2.4.3 Exploratory Data Analysis (EDA)
2.4.3.1 Numeric variables
You can use the pc_data dataset to extract some headline results from the 2024 General Election. Starting with the simplest case, the distribution of a single numeric variable whether continuous or count based can be examined numerically using the summary function.
#valid votes in constituency
summary(pc_data$valid_votes) Min. 1st Qu. Median Mean 3rd Qu. Max.
13528 40397 44628 44322 48607 57744
# percentage of White British in constituency
summary(pc_data$pct_White_British) Min. 1st Qu. Median Mean 3rd Qu. Max.
8.937 71.534 86.208 78.006 92.843 98.664
A visual approach is more intuitive. The code below plots histograms of the two variables, using the hist function. The logic under-pinning a histogram is that a continuous variable (in this case valid_votes and pct_White_British) is temporarily regrouped into categories, using an equal-interval approach. The number of observations (in this case, constituencies) that fall into each equal-interval category then determine the height of each column in the histogram.The comments after each line shall inform you what the main and xlab in the function mean:
# histograms
hist(pc_data$valid_votes,
main = "Valid votes in constituency", #change chart title
xlab = "Votes") #change x axis label 
hist(pc_data$pct_White_British,
main = "Histogram of % White British in constituency",
xlab = "Percentage",
col = "dodgerblue") #change bar color to dodgerblue
You may noticed that valid_votes has a relatively normal, bell-shaped distribution whereas the pct_White_British variable is left skewed (negatively) distribution.
We can examine the how these distributions relate to central tendencies (mean, median) and spread, using standard deviations for means and the IQR (Inter-Quartile Range) for medians.
From the numeric summary above, the mean of pc_data$valid_votes is 44,322. We can determine the spread around this value by calculating the standard deviation for our sample , as is returned by the sd function in R:
sd(pc_data$valid_votes)[1] 5697.665
For a normal distribution, about 68% of observations lie within 1 standard deviation of the mean, and about 95% lie within 2 standard deviations of the mean. So this suggest that 68% of the valid votes are within 5,698 votes of the mean of 44,322 votes, i.e. 38,624 (44322-5698) and 50020 (44322+5698).
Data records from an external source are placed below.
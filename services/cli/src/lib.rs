mod cli;
mod commands;

use application_forms::error::AppError;

pub async fn run() -> Result<(), AppError> {
    cli::run().await
}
We can augment the histogram of the valid_votes variable with this information, requesting R to increase the intervals to 50, and using the abline function to add lines to create the figure below:
# histogram
hist(pc_data$valid_votes, col="forestgreen", main="Valid votes (with mean and std dev)",
breaks = 50, xlab="Votes")
# calculate and add the mean
mean_val = mean(pc_data$valid_votes)
abline(v = mean_val, col = "orange", lwd = 3)
# calculate and add the standard deviation lines around the mean
sdev = sd(pc_data$valid_votes)
# minus 1 sd
abline(v = mean_val-sdev, col = "red", lwd = 3, lty = 2)
# plus 1 sd
abline(v = mean_val+sdev, col = "red", lwd = 3, lty = 2)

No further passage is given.